En el ámbito económico pueden mencionarse como factores que propician el desarrollo de la delincuencia: la obscena concentración de la riqueza en unas cuantas manos, el desmantelamiento de la industria nacional, el abandono –criminal, ése también– del campo, el desempleo y la inflación galopantes, a pesar de las cifras maquilladas, así como el empecinado impulso oficial al proceso de integración desigual con Estados Unidos que, entre sus muchos efectos secundarios indeseables, facilita la operación binacional de los grupos criminales.

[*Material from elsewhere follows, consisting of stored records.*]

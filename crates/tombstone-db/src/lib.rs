pub mod ledger;
pub mod migrations;
pub mod models;
pub mod queries;

use anyhow::Result;
use rusqlite::Connection;
use std::path::Path;
use std::sync::Mutex;
use tracing::info;

pub use queries::UpdateOutcome;

pub struct Database {
    conn: Mutex<Connection>,
}

impl Database {
    pub fn open(path: &Path) -> Result<Self> {
        let conn = Connection::open(path)?;

        // WAL mode for concurrent reads
        conn.pragma_update(None, "journal_mode", "WAL")?;
        conn.pragma_update(None, "foreign_keys", "ON")?;

        migrations::run(&conn)?;

        info!("Database opened at {}", path.display());
        Ok(Self {
            conn: Mutex::new(conn),
        })
    }

    /// Private in-memory database, used by tests and throwaway servers.
    pub fn open_in_memory() -> Result<Self> {
        let conn = Connection::open_in_memory()?;
        conn.pragma_update(None, "foreign_keys", "ON")?;
        migrations::run(&conn)?;
        Ok(Self {
            conn: Mutex::new(conn),
        })
    }

    pub fn with_conn<F, T>(&self, f: F) -> Result<T>
    where
        F: FnOnce(&Connection) -> Result<T>,
    {
        let conn = self.conn.lock().map_err(|e| anyhow::anyhow!("DB lock poisoned: {}", e))?;
        f(&conn)
    }

    /// Like [`Database::with_conn`] but hands out a mutable connection so the
    /// closure can open a transaction.
    pub fn with_conn_mut<F, T>(&self, f: F) -> Result<T>
    where
        F: FnOnce(&mut Connection) -> Result<T>,
    {
        let mut conn = self.conn.lock().map_err(|e| anyhow::anyhow!("DB lock poisoned: {}", e))?;
        f(&mut conn)
    }
}
use std::path::PathBuf;
use std::time::Duration;

use anyhow::{Context, Result, bail};

use crate::hooks::REACTION_RETRACT_DELAY;

pub const DEFAULT_REDACTED_MESSAGE: &str = "(message deleted)";

#[derive(Debug, Clone)]
pub struct Config {
    pub host: String,
    pub port: u16,
    pub db_path: PathBuf,
    /// Body every redacted post is left with.
    pub redacted_message: String,
    /// `None` disables the edit time limit.
    pub post_edit_time_limit: Option<Duration>,
    pub reaction_retract_delay: Duration,
    /// Usernames registered as system admins.
    pub system_admins: Vec<String>,
}

impl Config {
    /// Read `TOMBSTONE_*` variables from the process environment.
    pub fn from_env() -> Result<Self> {
        Self::from_lookup(|key| std::env::var(key).ok())
    }

    pub fn from_lookup<F>(lookup: F) -> Result<Self>
    where
        F: Fn(&str) -> Option<String>,
    {
        let get = |key: &str, default: &str| lookup(key).unwrap_or_else(|| default.to_string());

        let port: u16 = get("TOMBSTONE_PORT", "3000")
            .parse()
            .context("TOMBSTONE_PORT must be a port number")?;

        let redacted_message = get("TOMBSTONE_REDACTED_MESSAGE", DEFAULT_REDACTED_MESSAGE);
        if redacted_message.trim().is_empty() {
            bail!("TOMBSTONE_REDACTED_MESSAGE must not be empty");
        }

        let limit_secs: i64 = get("TOMBSTONE_POST_EDIT_TIME_LIMIT", "-1")
            .parse()
            .context("TOMBSTONE_POST_EDIT_TIME_LIMIT must be a number of seconds")?;
        let post_edit_time_limit = (limit_secs > 0).then(|| Duration::from_secs(limit_secs as u64));

        let reaction_retract_delay = match lookup("TOMBSTONE_REACTION_RETRACT_DELAY_MS") {
            Some(ms) => Duration::from_millis(
                ms.parse()
                    .context("TOMBSTONE_REACTION_RETRACT_DELAY_MS must be a number of milliseconds")?,
            ),
            None => REACTION_RETRACT_DELAY,
        };

        let system_admins = get("TOMBSTONE_SYSTEM_ADMINS", "")
            .split(',')
            .map(str::trim)
            .filter(|name| !name.is_empty())
            .map(String::from)
            .collect();

        Ok(Self {
            host: get("TOMBSTONE_HOST", "0.0.0.0"),
            port,
            db_path: get("TOMBSTONE_DB_PATH", "tombstone.db").into(),
            redacted_message,
            post_edit_time_limit,
            reaction_retract_delay,
            system_admins,
        })
    }
}
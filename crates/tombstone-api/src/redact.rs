use axum::{
    Extension, Form, Json,
    extract::{Query, State, rejection::FormRejection},
    http::StatusCode,
    response::{IntoResponse, Response},
};
use tracing::error;

use tombstone_types::api::{CommandRequest, CommandResponse, RedactForm};
use tombstone_types::ids::is_valid_id;

use crate::middleware::Actor;
use crate::state::AppState;

/// POST /api/v1/commands: Run a slash command for the actor.
pub async fn execute_command(
    State(state): State<AppState>,
    Extension(Actor(actor_id)): Extension<Actor>,
    Json(req): Json<CommandRequest>,
) -> Result<Json<CommandResponse>, StatusCode> {
    let response = tokio::task::spawn_blocking(move || {
        state.commands.execute(&actor_id, &req.command, &req.trigger_id)
    })
    .await
    .map_err(|e| {
        error!("spawn_blocking join error: {}", e);
        StatusCode::INTERNAL_SERVER_ERROR
    })?;

    Ok(Json(response))
}

/// POST /api/v1/redact_root_post: Confirmation submitted from the dialog.
///
/// The post id comes from the callback URL's query string or from the
/// form body; the query wins when both are present.
pub async fn redact_root_post(
    State(state): State<AppState>,
    Extension(Actor(actor_id)): Extension<Actor>,
    Query(query): Query<RedactForm>,
    form: Result<Form<RedactForm>, FormRejection>,
) -> Response {
    if !is_valid_id(&actor_id) {
        return (StatusCode::BAD_REQUEST, "Invalid user ID").into_response();
    }

    let post_id = query
        .post_id
        .or_else(|| form.ok().and_then(|Form(f)| f.post_id))
        .unwrap_or_default();
    if !is_valid_id(&post_id) {
        return (StatusCode::BAD_REQUEST, "Invalid post ID").into_response();
    }

    let result = tokio::task::spawn_blocking(move || state.workflow.redact(&actor_id, &post_id)).await;
    match result {
        Ok(Ok(_)) => StatusCode::OK.into_response(),
        Ok(Err(e)) => e.into_response(),
        Err(e) => {
            error!("spawn_blocking join error: {}", e);
            StatusCode::INTERNAL_SERVER_ERROR.into_response()
        }
    }
}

En la esfera institucional, diversas vertientes de la delincuencia –narcotráfico, contrabando, tráfico de armas, pedofilia, agresiones sexuales, desviación de recursos, evasión impositiva– reciben un impulso formidable de la corrupción que impera en todos los niveles de la administración pública y de la exasperante impunidad de que suelen disfrutar los funcionarios que atropellan a los ciudadanos y que traza un hilo de continuidad cómplice desde Tlatelolco en 1968 hasta Atenco y Oaxaca en 2006 y 2007.
El empeño militar y policial del gobierno contra la delincuencia será verosímil y digno del respaldo generalizado cuando vaya acompañado de acciones orientadas a combatir las causas profundas de la delincuencia; por ahora, sin embargo, suscita más escepticismo que confianza.